Specter has introduced a bill that would overthrow President Bush’s executive order, which limits federal funding to a small number of human embryonic stem-cell lines. Specter’s bill would open up funding to unused embryos donated by couples after in vitro fertilization. The House has already passed the bill, and the Senate was expected to do the same.

But the president has promised to veto it. And now, the bill faces another challenge from Bartlett’s new bill. The Washington Post reported that several senators, including Hatch, Johnny Isakson (R-Georgia) and Kay Bailey Hutchison (R-Texas), have hinted that they might transfer their vote to Bartlett’s bill.

What do you think?


This entry was posted on Thursday, July 14th, 2005 and is filed under General Politics, Technology. You can follow any responses to this entry through the RSS 2.0 feed. You can leave a response, or trackback from your own site.

5 Responses to “Finding Common Ground On Stem Cells”

  1. Achillea Says:

    I may be biased (I suffer from a pain condition caused by a nervous system disfunction that might well yield to stem cell based treatment) but this is one of those issues where I land squarely in the Bush-is-wrong camp. I’ve yet to see a persuasive moral or practical argument against embryonic stem cell research. While I respect the fact that President Bush stands by his convictions, when those convictions are so misguided I’ll oppose them at every turn. And it saddens me that he wastes so much time and energy fighting this battle that could be so much better spent in other arenas.

  2. Cary Says:

    This is good news : ) My wife, who is only 29-years-old, suffers from stage IV cancer, so I am admittedly biased in this myself, but even if that were not the case, I find the current Administration’s ban on Federally-funded stem cell research to be seriously misplaced. For one, I’ve never heard a reasonable argument against it, though I’m ready to listen if someone can offer it. While quite sensationalist and certainly a good headline maker, the argument that we would be taking life away by using embryonic stem cells just doesn’t hold up to ANY amount of scrutiny…there are currently plenty of embryos that will never come to term, and they provide a precious resource to help those who ARE living, and suffering every day.

    Just my 2 cents : )

  3. Thomas Says:

    I think it’s a democrat wedge issue. The progressives love it because it helps paint the religious as extremists (and themselves as holding up science). In order to do this, embryonic stem cells have been positioned as the end all be all means to cure everything… But I don’t think that is a fact. If it is, I’m not hearing it from nonpartisan sources. Also, we have non embryonic stem cells. Almost all the encouraging treatments, thus far, are with them (non embryonic cells). With spinal cord regeneration, we have a success with both embryonic and nonembryonic cells.

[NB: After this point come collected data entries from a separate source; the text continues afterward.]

//! Time base and shared flag words
//!
//! The 1 ms system tick is counted here and read by the planner. Flag
//! words shared with interrupt handlers are updated through
//! [`AtomicFlags`], which falls back to critical sections on cores without
//! atomic read-modify-write.

use portable_atomic::{AtomicU32, Ordering};

use cadence_hal::timer::MicrosClock;

/// Monotonic millisecond tick counter
pub struct TickCounter {
    ticks: AtomicU32,
}

impl Default for TickCounter {
    fn default() -> Self {
        Self::new()
    }
}

impl TickCounter {
    pub const fn new() -> Self {
        Self {
            ticks: AtomicU32::new(0),
        }
    }

    /// Advance by one tick (called from the 1 ms interrupt)
    pub fn tick(&self) {
        self.ticks.fetch_add(1, Ordering::Relaxed);
    }

    /// Ticks since boot, wraps after ~49 days
    pub fn elapsed_ticks(&self) -> u32 {
        self.ticks.load(Ordering::Relaxed)
    }
}

/// Planner-facing time source
pub struct Clock<'a, M: MicrosClock> {
    ticks: &'a TickCounter,
    micros: M,
}

impl<'a, M: MicrosClock> Clock<'a, M> {
    pub fn new(ticks: &'a TickCounter, micros: M) -> Self {
        Self { ticks, micros }
    }

    /// Milliseconds counted by the system tick
    pub fn elapsed_ticks(&self) -> u32 {
        self.ticks.elapsed_ticks()
    }

    /// Microseconds since boot
    pub fn elapsed_micros(&self) -> u64 {
        self.micros.now_us()
    }
}

/// Milliseconds from `now` until `deadline`, zero if already due
///
/// Tick values wrap; anything more than half the range away counts as due.
pub fn ms_until(now: u32, deadline: u32) -> u32 {
    let d = deadline.wrapping_sub(now);
    if d > u32::MAX / 2 {
        0
    } else {
        d
    }
}

/// Whether `deadline` has been reached at `now`
pub fn is_due(now: u32, deadline: u32) -> bool {
    ms_until(now, deadline) == 0
}

/// Flag word with atomic bit helpers
pub struct AtomicFlags {
    value: AtomicU32,
}

impl Default for AtomicFlags {
    fn default() -> Self {
        Self::new(0)
    }
}

impl AtomicFlags {
    pub const fn new(value: u32) -> Self {
        Self {
            value: AtomicU32::new(value),
        }
    }

    /// Set `bits`, returning the previous word
    pub fn set_bits(&self, bits: u32) -> u32 {
        self.value.fetch_or(bits, Ordering::AcqRel)
    }

    /// Clear `bits`, returning the previous word
    pub fn clear_bits(&self, bits: u32) -> u32 {
        self.value.fetch_and(!bits, Ordering::AcqRel)
    }

    /// Replace the word, returning the previous one
    pub fn set_value(&self, value: u32) -> u32 {
        self.value.swap(value, Ordering::AcqRel)
    }

    pub fn get(&self) -> u32 {
        self.value.load(Ordering::Acquire)
    }
}
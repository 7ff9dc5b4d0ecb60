//! Cadence Hardware Abstraction Layer
//!
//! This crate defines the hardware primitives the motion core consumes.
//! Chip-specific HALs (RP2040 today) implement them; the core and the
//! backend drivers only ever see these traits.
//!
//! # Architecture
//!
//! ```text
//! ┌─────────────────────────────────────────┐
//! │  cadence-firmware                       │
//! └─────────────────────────────────────────┘
//!          │                      │
//!          ▼                      ▼
//! ┌─────────────────┐   ┌─────────────────┐
//! │  cadence-core   │◄──│ cadence-drivers │
//! └─────────────────┘   └─────────────────┘
//!          │                      │
//!          ▼                      ▼
//! ┌─────────────────────────────────────────┐
//! │  cadence-hal (this crate - traits)      │
//! └─────────────────────────────────────────┘
//!                     │
//!                     ▼
//!          ┌─────────────────────┐
//!          │ cadence-hal-rp2040  │
//!          └─────────────────────┘
//! ```
//!
//! # Traits
//!
//! - [`gpio::GpioPort`] - Digital I/O
//! - [`irq::PinInterrupts`] - Per-pin interrupt trigger control
//! - [`timer::TickTimer`], [`timer::MicrosClock`] - Step cadence and time base
//! - [`pwm::PwmChannel`] - PWM outputs (spindle, analog aux)
//! - [`adc::AnalogInput`] - ADC reads
//! - [`shift::StepSequencer`], [`shift::ShiftRegister`], [`shift::IoExpander`] -
//!   Serialised output peripherals

#![no_std]
#![deny(unsafe_code)]

pub mod adc;
pub mod error;
pub mod gpio;
pub mod irq;
pub mod pwm;
pub mod shift;
pub mod timer;

// Re-export key traits at crate root for convenience
pub use adc::AnalogInput;
pub use error::{HalError, HalResult};
pub use gpio::{GpioPort, Pull};
pub use irq::{IrqMode, PinInterrupts};
pub use pwm::{PwmChannel, PwmTiming};
pub use shift::{IoExpander, ShiftRegister, StepSequencer};
pub use timer::{MicrosClock, TickTimer};
//! ADC inputs on GPIO 26-29

use embassy_rp::adc::{Adc, Blocking, Channel};
use heapless::Vec;

use cadence_hal::AnalogInput;

/// First GPIO with an ADC channel
pub const ADC_BASE_PIN: u8 = 26;

/// ADC channel for a GPIO, if it has one
pub const fn adc_channel(pin: u8) -> Option<u8> {
    if pin >= ADC_BASE_PIN && pin < ADC_BASE_PIN + 4 {
        Some(pin - ADC_BASE_PIN)
    } else {
        None
    }
}

/// Blocking single-shot reads of the configured channels
pub struct RpAdc<'d> {
    adc: Adc<'d, Blocking>,
    channels: Vec<(u8, Channel<'d>), 4>,
}

impl<'d> RpAdc<'d> {
    pub fn new(adc: Adc<'d, Blocking>) -> Self {
        Self {
            adc,
            channels: Vec::new(),
        }
    }

    /// Add the channel on GPIO `pin`
    ///
    /// Returns false if the pin has no ADC channel or the table is full.
    pub fn add(&mut self, pin: u8, channel: Channel<'d>) -> bool {
        adc_channel(pin).is_some() && self.channels.push((pin, channel)).is_ok()
    }
}

impl AnalogInput for RpAdc<'_> {
    fn read(&mut self, pin: u8) -> Option<u16> {
        let (_, channel) = self.channels.iter_mut().find(|(p, _)| *p == pin)?;
        match self.adc.blocking_read(channel) {
            Ok(v) => Some(v),
            Err(_e) => {
                #[cfg(feature = "defmt")]
                defmt::warn!("ADC read on GPIO{} failed: {}", pin, _e);
                None
            }
        }
    }
}
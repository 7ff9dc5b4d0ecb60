//! RP2040 implementation of the Cadence hardware traits
//!
//! - GPIO ports over embassy `Flex` pins, taken by number from a [`pins::PinBank`]
//! - Pin interrupt shim: per-pin async watchers driven by [`watch::PinWatch`]
//! - PIO step sequencer and PIO step tick timer
//! - PWM channels and ADC inputs
//! - Microsecond clock over `embassy-time`

#![no_std]
#![deny(unsafe_code)]

pub mod adc;
pub mod clock;
pub mod pins;
pub mod pio;
pub mod port;
pub mod pwm;
pub mod watch;

/// System clock frequency (RP2040 default)
pub const SYS_CLK_HZ: u32 = 125_000_000;

/// Number of user GPIOs
pub const NUM_GPIO: usize = 30;
//! Common error type for HAL operations

use core::fmt;

/// HAL operation errors
#[derive(Debug, Clone, Copy, PartialEq, Eq)]
#[cfg_attr(feature = "defmt", derive(defmt::Format))]
pub enum HalError {
    /// Invalid parameter provided
    InvalidParameter,
    /// Operation not supported by this implementation
    NotSupported,
    /// Peripheral is busy or has no free resource
    Busy,
    /// Bus transfer failed (I2C expander, SPI shift register)
    BusError,
}

impl fmt::Display for HalError {
    fn fmt(&self, f: &mut fmt::Formatter<'_>) -> fmt::Result {
        match self {
            Self::InvalidParameter => write!(f, "invalid parameter"),
            Self::NotSupported => write!(f, "operation not supported"),
            Self::Busy => write!(f, "peripheral busy"),
            Self::BusError => write!(f, "bus transfer failed"),
        }
    }
}

/// Result type for HAL operations
pub type HalResult<T> = Result<T, HalError>;
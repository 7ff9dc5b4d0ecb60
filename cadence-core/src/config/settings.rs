//! Driver settings
//!
//! Everything the motion core needs from the persisted machine settings.
//! The settings store itself lives outside the core; a copy of this struct
//! is handed to each component on construction and on every change.

use heapless::Vec;

#[cfg(feature = "serde")]
use serde::{Deserialize, Serialize};

use crate::signals::{AxisMask, ControlSignals, CoolantState};

/// Debounce and latch confirm delay applied to limits, probe and door
pub const DEBOUNCE_DELAY_MS: u32 = 40;

/// Maximum piecewise spindle breakpoints
pub const MAX_RPM_POINTS: usize = 4;

/// Step/dir/enable output settings
#[derive(Debug, Clone, Copy, PartialEq)]
#[cfg_attr(feature = "defmt", derive(defmt::Format))]
#[cfg_attr(feature = "serde", derive(Serialize, Deserialize))]
pub struct StepperSettings {
    pub step_invert: AxisMask,
    pub dir_invert: AxisMask,
    pub enable_invert: AxisMask,
    /// Extra direction inversion for the second motor of ganged axes
    pub ganged_dir_invert: AxisMask,
    /// Ganged axes that home with auto-squaring
    pub auto_square: AxisMask,
    /// Step pulse width in microseconds
    pub pulse_us: f32,
    /// Delay between direction change and step pulse in microseconds
    pub pulse_delay_us: f32,
}

impl Default for StepperSettings {
    fn default() -> Self {
        Self {
            step_invert: AxisMask::NONE,
            dir_invert: AxisMask::NONE,
            enable_invert: AxisMask::NONE,
            ganged_dir_invert: AxisMask::NONE,
            auto_square: AxisMask::NONE,
            pulse_us: 5.0,
            pulse_delay_us: 0.0,
        }
    }
}

/// Limit switch settings
#[derive(Debug, Clone, Copy, PartialEq, Eq, Default)]
#[cfg_attr(feature = "defmt", derive(defmt::Format))]
#[cfg_attr(feature = "serde", derive(Serialize, Deserialize))]
pub struct LimitSettings {
    pub invert: AxisMask,
    pub disable_pullup: AxisMask,
    /// Hard limits raise events while not homing
    pub hard_enabled: bool,
    /// Axes that home towards their max switch
    pub home_to_max: AxisMask,
}

/// Control input settings
#[derive(Debug, Clone, Copy, PartialEq, Eq, Default)]
#[cfg_attr(feature = "defmt", derive(defmt::Format))]
#[cfg_attr(feature = "serde", derive(Serialize, Deserialize))]
pub struct ControlSettings {
    pub invert: ControlSignals,
    pub disable_pullup: ControlSignals,
}

/// Probe input settings
#[derive(Debug, Clone, Copy, PartialEq, Eq, Default)]
#[cfg_attr(feature = "defmt", derive(defmt::Format))]
#[cfg_attr(feature = "serde", derive(Serialize, Deserialize))]
pub struct ProbeSettings {
    pub invert: bool,
    pub disable_pullup: bool,
}

/// Spindle output inversion
#[derive(Debug, Clone, Copy, PartialEq, Eq, Default)]
#[cfg_attr(feature = "defmt", derive(defmt::Format))]
#[cfg_attr(feature = "serde", derive(Serialize, Deserialize))]
pub struct SpindleInvert {
    pub on: bool,
    pub ccw: bool,
    pub pwm: bool,
}

/// One breakpoint of a piecewise RPM to duty curve
#[derive(Debug, Clone, Copy, PartialEq)]
#[cfg_attr(feature = "defmt", derive(defmt::Format))]
#[cfg_attr(feature = "serde", derive(Serialize, Deserialize))]
pub struct RpmPoint {
    pub rpm: f32,
    /// Duty cycle in percent of the PWM period
    pub duty_percent: f32,
}

/// Variable spindle settings
#[derive(Debug, Clone, PartialEq)]
#[cfg_attr(feature = "defmt", derive(defmt::Format))]
#[cfg_attr(feature = "serde", derive(Serialize, Deserialize))]
pub struct SpindleSettings {
    pub pwm_freq_hz: f32,
    pub rpm_min: f32,
    pub rpm_max: f32,
    /// Duty while stopped, percent; non-zero keeps PWM always on
    pub pwm_off_percent: f32,
    pub pwm_min_percent: f32,
    pub pwm_max_percent: f32,
    pub invert: SpindleInvert,
    /// Spindle enable follows PWM instead of the on/off command
    pub enable_rpm_controlled: bool,
    /// Force on/off-only spindle
    pub pwm_disable: bool,
    /// Piecewise curve; linear between rpm_min and rpm_max when empty
    pub rpm_points: Vec<RpmPoint, MAX_RPM_POINTS>,
}

impl Default for SpindleSettings {
    fn default() -> Self {
        Self {
            pwm_freq_hz: 5000.0,
            rpm_min: 0.0,
            rpm_max: 1000.0,
            pwm_off_percent: 0.0,
            pwm_min_percent: 0.0,
            pwm_max_percent: 100.0,
            invert: SpindleInvert::default(),
            enable_rpm_controlled: false,
            pwm_disable: false,
            rpm_points: Vec::new(),
        }
    }
}

/// All settings consumed by the motion core
#[derive(Debug, Clone, PartialEq)]
#[cfg_attr(feature = "defmt", derive(defmt::Format))]
#[cfg_attr(feature = "serde", derive(Serialize, Deserialize))]
pub struct DriverSettings {
    pub steppers: StepperSettings,
    pub limits: LimitSettings,
    pub control: ControlSettings,
    pub probe: ProbeSettings,
    pub spindle: SpindleSettings,
    pub coolant_invert: CoolantState,
    /// Debounce limit switches in software
    pub software_debounce: bool,
}

impl Default for DriverSettings {
    fn default() -> Self {
        Self {
            steppers: StepperSettings::default(),
            limits: LimitSettings::default(),
            control: ControlSettings::default(),
            probe: ProbeSettings::default(),
            spindle: SpindleSettings::default(),
            coolant_invert: CoolantState::default(),
            software_debounce: true,
        }
    }
}
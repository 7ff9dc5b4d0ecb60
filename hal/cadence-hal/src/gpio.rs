//! GPIO abstractions
//!
//! A port-wide trait for the hot paths (step/dir, input scans) that read or
//! write many pins at once. Single-line drivers use `embedded-hal` directly.

/// A bank of up to 32 GPIO lines addressed by bit position
///
/// Bit `n` of every mask corresponds to GPIO `n`. Implementations must make
/// `write_masked` a bounded, non-blocking operation: it is called from the
/// step interrupt.
pub trait GpioPort {
    /// Raw input levels of all pins (bit set = electrically high)
    fn read(&self) -> u32;

    /// Drive the pins selected by `mask` to the matching bits of `value`
    fn write_masked(&mut self, mask: u32, value: u32);

    /// Levels currently driven on output pins
    fn output_state(&self) -> u32;

    /// Raw level of a single pin
    fn level(&self, pin: u8) -> bool {
        self.read() & (1 << pin) != 0
    }

    /// Drive a single pin
    fn write_pin(&mut self, pin: u8, high: bool) {
        let bit = 1 << pin;
        self.write_masked(bit, if high { bit } else { 0 });
    }

    /// Configure a pin as input with the given pull resistors
    fn set_pull(&mut self, pin: u8, pull: Pull);
}

/// Input pull resistor selection
#[derive(Debug, Clone, Copy, PartialEq, Eq, Default)]
#[cfg_attr(feature = "defmt", derive(defmt::Format))]
pub enum Pull {
    /// No pull resistor
    None,
    /// Pull-up to VCC
    #[default]
    Up,
    /// Pull-down to ground
    Down,
}
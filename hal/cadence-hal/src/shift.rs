//! Serialised output peripherals
//!
//! Step/dir and auxiliary outputs may sit behind hardware that shifts whole
//! words out rather than toggling GPIOs: a programmable sequencer (PIO), a
//! shift register chain, or an I2C I/O expander.

use crate::error::HalResult;

/// Programmable step pulse sequencer
///
/// Each command word asserts the `set` bits after `delay` units, holds them
/// for `length` units, then drives the `reset` bits. Units are 0.1 µs.
pub trait StepSequencer {
    /// Queue one pulse command word
    fn push(&mut self, word: u32);

    /// Latch a level onto the sequencer pins without pulsing
    fn force_level(&mut self, bits: u32);
}

/// Shift register chain clocked by dedicated hardware
pub trait ShiftRegister {
    /// Shift a full word out and latch it
    fn write(&mut self, value: u32);

    /// Reprogram the pulse delay and hold times (0.1 µs units)
    fn set_timing(&mut self, _delay: u32, _hold: u32) {}
}

/// I/O expander on a serial bus
pub trait IoExpander {
    /// Write all output latches
    fn write_outputs(&mut self, value: u32) -> HalResult<()>;

    /// Read all input lines
    fn read_inputs(&mut self) -> HalResult<u32>;
}
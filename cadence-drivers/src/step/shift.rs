//! 8-bit shift register step backend
//!
//! Step and direction outputs share one 8-bit register. Each pulse shifts
//! out a 16-bit frame: the low byte is latched for the pulse, the high byte
//! after it, so the register itself ends the pulse.

use cadence_core::config::ConfigError;
use cadence_core::signals::{Axis, AxisMask, Motor, PinFunction, PortKind};
use cadence_core::stepper::{MotorBits, MotorMap, PulseTiming, StepBackend};
use cadence_hal::ShiftRegister;

/// Outputs per register
const REGISTER_BITS: u8 = 8;

pub struct ShiftStepBackend<R> {
    register: R,
    map: MotorMap,
    dir_bits: u8,
    idle_bits: u8,
}

impl<R: ShiftRegister> ShiftStepBackend<R> {
    /// Step and direction outputs must all sit on the register
    pub fn new(register: R, map: MotorMap) -> Result<Self, ConfigError> {
        if map.step_port() != PortKind::ShiftRegister8 {
            return Err(ConfigError::UnsupportedPort(PinFunction::Step(
                Axis::X,
                Motor::Primary,
            )));
        }
        if map.dir_port() != PortKind::ShiftRegister8 {
            return Err(ConfigError::UnsupportedPort(PinFunction::Dir(
                Axis::X,
                Motor::Primary,
            )));
        }
        for axis in Axis::ALL {
            for motor in [Motor::Primary, Motor::Secondary] {
                if map.step_pin(axis, motor).is_some_and(|p| p >= REGISTER_BITS) {
                    return Err(ConfigError::UnsupportedPort(PinFunction::Step(axis, motor)));
                }
                if map.dir_pin(axis, motor).is_some_and(|p| p >= REGISTER_BITS) {
                    return Err(ConfigError::UnsupportedPort(PinFunction::Dir(axis, motor)));
                }
            }
        }
        Ok(Self {
            register,
            map,
            dir_bits: 0,
            idle_bits: 0,
        })
    }

    fn step_bits(&self, levels: MotorBits) -> u8 {
        self.map.step_word(levels).1 as u8
    }

    fn shift_out(&mut self, step: u8) {
        let set = self.dir_bits | step;
        let reset = self.dir_bits | self.idle_bits;
        self.register.write(u32::from(set) | u32::from(reset) << 8);
    }

    pub fn register(&self) -> &R {
        &self.register
    }
}

impl<R: ShiftRegister> StepBackend for ShiftStepBackend<R> {
    fn port(&self) -> PortKind {
        PortKind::ShiftRegister8
    }

    fn configure(&mut self, timing: PulseTiming, idle: MotorBits) {
        self.register
            .set_timing(u32::from(timing.delay), u32::from(timing.length));
        self.idle_bits = self.step_bits(idle);
        self.shift_out(self.idle_bits);
    }

    fn write_dir(&mut self, dir: MotorBits, axes: AxisMask) {
        let (mask, value) = self.map.dir_word(dir, axes);
        self.dir_bits = (self.dir_bits & !(mask as u8)) | (value & mask) as u8;
        self.shift_out(self.idle_bits);
    }

    #[inline]
    fn write_step(&mut self, step: MotorBits) {
        let bits = self.step_bits(step);
        self.shift_out(bits);
    }
}

#[cfg(test)]
mod tests {
    use super::*;
    use cadence_core::config::StepperSettings;
    use cadence_core::signals::{BoardPin, SignalTable};
    use cadence_core::stepper::PulseGenerator;

    #[derive(Default)]
    struct MockRegister {
        frame: u32,
        writes: u32,
        timing: (u32, u32),
    }

    impl ShiftRegister for MockRegister {
        fn write(&mut self, value: u32) {
            self.frame = value;
            self.writes += 1;
        }

        fn set_timing(&mut self, delay: u32, hold: u32) {
            self.timing = (delay, hold);
        }
    }

    fn sr(function: PinFunction, pin: u8) -> BoardPin {
        BoardPin {
            function,
            port: PortKind::ShiftRegister8,
            pin,
        }
    }

    fn map() -> MotorMap {
        let table = SignalTable::from_board(&[
            sr(PinFunction::Step(Axis::X, Motor::Primary), 0),
            sr(PinFunction::Step(Axis::Y, Motor::Primary), 1),
            sr(PinFunction::Dir(Axis::X, Motor::Primary), 4),
            sr(PinFunction::Dir(Axis::Y, Motor::Primary), 5),
        ])
        .unwrap();
        MotorMap::from_table(&table).unwrap()
    }

    #[test]
    fn test_frame_holds_dir_through_pulse() {
        let backend = ShiftStepBackend::new(MockRegister::default(), map()).unwrap();
        let settings = StepperSettings {
            pulse_us: 4.8,
            ..Default::default()
        };
        let mut gen = PulseGenerator::new(backend, &settings, AxisMask::NONE).unwrap();
        assert_eq!(gen.backend().register().timing, (2, 40));

        gen.set_dir_outputs(AxisMask::Y);
        gen.set_step_outputs(AxisMask::X | AxisMask::Y);
        let frame = gen.backend().register().frame;
        assert_eq!(frame & 0xff, 0b0010_0011);
        assert_eq!(frame >> 8, 0b0010_0000);
    }

    #[test]
    fn test_inverted_step_idles_high() {
        let backend = ShiftStepBackend::new(MockRegister::default(), map()).unwrap();
        let settings = StepperSettings {
            pulse_us: 4.8,
            step_invert: AxisMask::X,
            ..Default::default()
        };
        let mut gen = PulseGenerator::new(backend, &settings, AxisMask::NONE).unwrap();
        gen.set_step_outputs(AxisMask::X);
        let frame = gen.backend().register().frame;
        assert_eq!(frame & 0xff, 0b0000_0000);
        assert_eq!(frame >> 8, 0b0000_0001);
    }

    #[test]
    fn test_pin_beyond_register_rejected() {
        let table = SignalTable::from_board(&[
            sr(PinFunction::Step(Axis::X, Motor::Primary), 0),
            sr(PinFunction::Dir(Axis::X, Motor::Primary), 9),
        ])
        .unwrap();
        let map = MotorMap::from_table(&table).unwrap();
        assert_eq!(
            ShiftStepBackend::new(MockRegister::default(), map).err(),
            Some(ConfigError::UnsupportedPort(PinFunction::Dir(
                Axis::X,
                Motor::Primary
            )))
        );
    }
}
//! Input handling
//!
//! Physical pin events enter through [`InputClassifier::on_pin_event`],
//! are routed by signal group, and leave as [`crate::events::SignalEvent`]s
//! once any debounce or latch protocol has resolved.

pub mod aux;
pub mod classifier;
pub mod debounce;
pub mod latch;

pub use aux::{AuxCtrl, AuxCtrlFunction, MAX_AUX_CTRL};
pub use classifier::InputClassifier;
pub use debounce::{DebounceAction, DebounceError, DebounceScheduler, Expired, Token, DEBOUNCE_SLOTS};
pub use latch::next_irq_mode;
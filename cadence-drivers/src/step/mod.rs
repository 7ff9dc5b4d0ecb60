//! Step/dir backends
//!
//! Each backend takes the physical step and direction levels computed by
//! the pulse generator and drives them on one kind of port. Pins are
//! resolved once through [`MotorMap`](cadence_core::stepper::MotorMap).

pub mod gpio;
pub mod sequencer;
pub mod shift;

pub use gpio::GpioStepBackend;
pub use sequencer::{PioStepWord, SequencerBackend, SEQUENCER_PINS};
pub use shift::ShiftStepBackend;
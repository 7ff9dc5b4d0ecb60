//! Output backends
//!
//! Each backend drives the discrete outputs (stepper enable, coolant,
//! spindle on/dir, digital aux) that the board puts on one port.

pub mod expander;
pub mod gpio;
pub mod pin;
pub mod shift;

use heapless::Vec;

use cadence_core::signals::{PinFunction, PortKind, SignalGroup, SignalTable};

pub use expander::{ExpanderOutputs, Pca9555};
pub use gpio::GpioOutputs;
pub use pin::PinBank;
pub use shift::Sr16Outputs;

/// Maximum outputs on one bank
pub const MAX_BANK_OUTPUTS: usize = 24;

/// Function → pin lookup for the discrete outputs of one port
#[derive(Debug, Clone, Default)]
#[cfg_attr(feature = "defmt", derive(defmt::Format))]
pub struct OutputMap {
    pins: Vec<(PinFunction, u8), MAX_BANK_OUTPUTS>,
}

impl OutputMap {
    /// Discrete outputs of `table` that live on `port`
    ///
    /// Step, direction and PWM outputs have their own drivers and are
    /// skipped.
    pub fn from_table(table: &SignalTable, port: PortKind) -> Self {
        let mut pins = Vec::new();
        for out in table.outputs().iter().filter(|o| o.port == port) {
            let discrete = !matches!(
                out.group,
                SignalGroup::StepperStep
                    | SignalGroup::StepperDir
                    | SignalGroup::SpindlePwm
                    | SignalGroup::AuxOutputAnalog
            );
            if discrete && pins.push((out.function, out.pin)).is_err() {
                #[cfg(feature = "defmt")]
                defmt::warn!("output bank full, {} not mapped", out.function);
            }
        }
        Self { pins }
    }

    pub fn pin(&self, function: PinFunction) -> Option<u8> {
        self.pins
            .iter()
            .find(|(f, _)| *f == function)
            .map(|(_, p)| *p)
    }

    /// Bit mask of every mapped pin
    pub fn mask(&self) -> u32 {
        self.pins.iter().fold(0, |m, (_, p)| m | 1 << p)
    }

    pub fn len(&self) -> usize {
        self.pins.len()
    }

    pub fn is_empty(&self) -> bool {
        self.pins.is_empty()
    }
}
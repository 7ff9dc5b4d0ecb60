//! Per-pin interrupt control
//!
//! The classifier arms and disarms individual inputs as part of its
//! debounce protocols. Disabling a pin (`IrqMode::None`) is the only
//! cancellation primitive the platform offers.

/// Interrupt trigger for a single input pin
#[derive(Debug, Clone, Copy, PartialEq, Eq, Default)]
#[cfg_attr(feature = "defmt", derive(defmt::Format))]
pub enum IrqMode {
    /// Interrupt disabled
    #[default]
    None,
    /// Rising edge
    Rising,
    /// Falling edge
    Falling,
    /// Both edges
    Change,
    /// Level low
    Low,
    /// Level high
    High,
}

impl IrqMode {
    /// Check if this mode leaves the pin able to fire
    pub fn is_enabled(self) -> bool {
        self != IrqMode::None
    }

    /// Level trigger that fires while the pin is at `high`
    pub const fn level(high: bool) -> Self {
        if high {
            IrqMode::High
        } else {
            IrqMode::Low
        }
    }

    /// Edge trigger that fires when the pin becomes `high`
    pub const fn edge_to(high: bool) -> Self {
        if high {
            IrqMode::Rising
        } else {
            IrqMode::Falling
        }
    }
}

/// Conditions reported with a pin interrupt
///
/// Mirrors the event bits latched by the GPIO block. Several may be set at
/// once.
#[derive(Debug, Clone, Copy, PartialEq, Eq, Default)]
#[cfg_attr(feature = "defmt", derive(defmt::Format))]
pub struct PinEvents(pub u8);

impl PinEvents {
    /// Pin is at level low
    pub const LEVEL_LOW: Self = Self(1 << 0);
    /// Pin is at level high
    pub const LEVEL_HIGH: Self = Self(1 << 1);
    /// Falling edge seen
    pub const EDGE_FALL: Self = Self(1 << 2);
    /// Rising edge seen
    pub const EDGE_RISE: Self = Self(1 << 3);

    /// Check if any of `other`'s bits are set
    pub const fn contains(self, other: Self) -> bool {
        self.0 & other.0 != 0
    }

    /// Combine two event sets
    pub const fn union(self, other: Self) -> Self {
        Self(self.0 | other.0)
    }

    /// Events implied by a level-triggered interrupt at `high`
    pub const fn from_level(high: bool) -> Self {
        if high {
            Self::LEVEL_HIGH
        } else {
            Self::LEVEL_LOW
        }
    }

    /// Whether the events say the pin ended up high
    ///
    /// Level bits win over edge bits; a rising edge implies high.
    pub const fn is_high(self) -> bool {
        if self.contains(Self::LEVEL_HIGH) {
            true
        } else if self.contains(Self::LEVEL_LOW) {
            false
        } else {
            self.contains(Self::EDGE_RISE)
        }
    }
}

/// Per-pin interrupt enable control
pub trait PinInterrupts {
    /// Set the trigger for `pin`, replacing any previous one
    fn set_irq_mode(&mut self, pin: u8, mode: IrqMode);

    /// Current trigger for `pin`
    fn irq_mode(&self, pin: u8) -> IrqMode;

    /// Clear any latched event for `pin`
    fn acknowledge(&mut self, _pin: u8) {}
}

#[cfg(test)]
mod tests {
    use super::*;

    #[test]
    fn test_events_level_wins_over_edge() {
        let ev = PinEvents::EDGE_RISE.union(PinEvents::LEVEL_LOW);
        assert!(!ev.is_high());
        assert!(PinEvents::EDGE_RISE.is_high());
        assert!(!PinEvents::EDGE_FALL.is_high());
        assert!(PinEvents::from_level(true).is_high());
    }

    #[test]
    fn test_mode_helpers() {
        assert_eq!(IrqMode::level(true), IrqMode::High);
        assert_eq!(IrqMode::level(false), IrqMode::Low);
        assert_eq!(IrqMode::edge_to(true), IrqMode::Rising);
        assert_eq!(IrqMode::edge_to(false), IrqMode::Falling);
        assert!(!IrqMode::None.is_enabled());
    }
}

    That aside, I think the issue can be put to rest soon. I understand researchers have discovered how to create / recreate embryonic stem cells lacking the DNA that would cause it to be a person. I imagine it would be hard for the religious to be worried about using cells like these.

  4. goy Says:

    Wouldn’t it be easier to find a common ground by pushing non-embryonic research, e.g., placental stem cell work? From what I’ve seen – and it sounds like Thomas’ observations are similar – this route has produced extremely encouraging results for anemia, leukemia, lymphoma and numerous other diseases.

    Is this another case where the far left has hijacked the debate in order to focus on abortion issues and make reverence for human life look like fanaticism?

  5. Juan gewanfri Says:

    Well Goy, if reason were to find common ground with stupid, they would both end up kinda stupid.
    Why do you and Thomas both value a clump of cells in a petri dish as much as your own mother or child?
    Thomas! they already care more about an embryo in a petri dish than they care about your own mother or child, what makes you think DNA-less stem cells would matter? Up next: SPERM RIGHTS!